Locate and copy each line in the data that contains the word "value".

START Data extract

use sea_orm::sea_query::Expr;
use sea_orm::*;
use tracing::info;

use crate::auth::{RequestContext, Role};
use crate::database::entities::{user_sessions, users};
use crate::errors::{AuthError, CoreError, CoreResult};
use crate::records::resolve_display_name;
use crate::services::audit_service::{record_entry, AuditAction};
use crate::services::auth_service::{hash_password, validate_username};

const USER_TABLE: &str = "user";

/// Account management. Every mutation is audited in its own transaction.
#[derive(Clone)]
pub struct UserService {
    db: DatabaseConnection,
}

impl UserService {
    pub fn new(db: DatabaseConnection) -> Self {
        Self { db }
    }

    pub async fn list(&self) -> CoreResult<Vec<users::Model>> {
        Ok(users::Entity::find()
            .order_by_asc(users::Column::Id)
            .all(&self.db)
            .await?)
    }

    pub async fn get(&self, id: i32) -> CoreResult<users::Model> {
        users::Entity::find_by_id(id)
            .one(&self.db)
            .await?
            .ok_or_else(|| CoreError::not_found("User", id.to_string()))
    }

    pub async fn create(
        &self,
        actor: &RequestContext,
        username: &str,
        password: &str,
        role: Role,
    ) -> CoreResult<users::Model> {
        actor.require_admin()?;
        let username = username.trim();
        validate_username(username)?;
        let password_hash = hash_password(password)?;

        let txn = self.db.begin().await?;
        if username_taken(&txn, username, None).await? {
            return Err(AuthError::UsernameExists.into());
        }

        let user = users::ActiveModel::new(username.to_string(), password_hash, role)
            .insert(&txn)
            .await?;
        record_entry(&txn, actor, AuditAction::Create, USER_TABLE, Some(user_label(&user))).await?;
        txn.commit().await?;

        info!("{} created {} account '{}'", actor.username, role, user.username);
        Ok(user)
    }

    /// Renames an account and/or changes its role.
    pub async fn update(
        &self,
        actor: &RequestContext,
        id: i32,
        username: &str,
        role: Role,
    ) -> CoreResult<users::Model> {
        actor.require_admin()?;
        let username = username.trim();
        validate_username(username)?;

        if actor.user_id == Some(id) && role != Role::Admin {
            return Err(CoreError::validation("You cannot remove your own admin role"));
        }

        let txn = self.db.begin().await?;
        let existing = users::Entity::find_by_id(id)
            .one(&txn)
            .await?
            .ok_or_else(|| CoreError::not_found("User", id.to_string()))?;

        if username_taken(&txn, username, Some(id)).await? {
            return Err(AuthError::UsernameExists.into());
        }

        let mut active: users::ActiveModel = existing.into();
        active.username = Set(username.to_string());
        active.role = Set(role.as_str().to_string());
        let user = active.update(&txn).await?;

        // Sessions cache the username and role.
        user_sessions::Entity::update_many()
            .col_expr(user_sessions::Column::Username, Expr::value(user.username.clone()))
            .col_expr(user_sessions::Column::Role, Expr::value(user.role.clone()))
            .filter(user_sessions::Column::UserId.eq(user.id))
            .exec(&txn)
            .await?;

        record_entry(&txn, actor, AuditAction::Update, USER_TABLE, Some(user_label(&user))).await?;
        txn.commit().await?;

        info!("{} updated account {}", actor.username, user.id);
        Ok(user)
    }

    pub async fn delete(&self, actor: &RequestContext, id: i32) -> CoreResult<users::Model> {
        actor.require_admin()?;
        if actor.user_id == Some(id) {
            return Err(AuthError::CannotDeleteSelf.into());
        }

        let txn = self.db.begin().await?;
        let user = users::Entity::find_by_id(id)
            .one(&txn)
            .await?
            .ok_or_else(|| CoreError::not_found("User", id.to_string()))?;

        user_sessions::Entity::delete_many()
            .filter(user_sessions::Column::UserId.eq(id))
            .exec(&txn)
            .await?;
        users::Entity::delete_by_id(id).exec(&txn).await?;

        record_entry(&txn, actor, AuditAction::Delete, USER_TABLE, Some(user_label(&user))).await?;
        txn.commit().await?;

        info!("{} deleted account '{}'", actor.username, user.username);
        Ok(user)
    }

    /// Sets a new password and signs the account out everywhere except the
    /// actor's own session.
    pub async fn reset_password(
        &self,
        actor: &RequestContext,
        id: i32,
        new_password: &str,
    ) -> CoreResult<users::Model> {
        actor.require_admin()?;
        let password_hash = hash_password(new_password)?;

        let txn = self.db.begin().await?;
        let existing = users::Entity::find_by_id(id)
            .one(&txn)
            .await?
            .ok_or_else(|| CoreError::not_found("User", id.to_string()))?;

        let mut active: users::ActiveModel = existing.into();
        active.password = Set(password_hash);
        let user = active.update(&txn).await?;

        let mut stale = Condition::all().add(user_sessions::Column::UserId.eq(id));
        if let Some(current) = actor.session_id.as_deref() {
            stale = stale.add(user_sessions::Column::SessionId.ne(current));
        }
        user_sessions::Entity::delete_many()
            .filter(stale)
            .exec(&txn)
            .await?;

        record_entry(
            &txn,
            actor,
            AuditAction::ResetPassword,
            USER_TABLE,
            Some(user_label(&user)),
        )
        .await?;
        txn.commit().await?;

        info!("{} reset the password of '{}'", actor.username, user.username);
        Ok(user)
    }
}

/// `"3 - secretary"`
pub fn user_label(user: &users::Model) -> String {
    let name = resolve_display_name(
        |field| (field == "username").then(|| user.username.clone()),
        Some(i64::from(user.id)),
        || "user record".to_string(),
    );
    format!("{} - {}", user.id, name)
}

async fn username_taken<C>(conn: &C, username: &str, except: Option<i32>) -> CoreResult<bool>
where
    C: ConnectionTrait,
{
    let mut query = users::Entity::find().filter(users::Column::Username.eq(username));
    if let Some(id) = except {
        query = query.filter(users::Column::Id.ne(id));
    }
    Ok(query.count(conn).await? > 0)
}

#[cfg(test)]
mod tests {
    use super::*;

    #[test]
    fn labels_use_the_username() {
        let user = users::Model {
            id: 3,
            username: "secretary".into(),
            password: String::new(),
            role: "staff".into(),
        };
        assert_eq!(user_label(&user), "3 - secretary");
    }
}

END Data extract

▶ [Response area]
            .col_expr(user_sessions::Column::Username, Expr::value(user.username.clone()))
            .col_expr(user_sessions::Column::Role, Expr::value(user.role.clone()))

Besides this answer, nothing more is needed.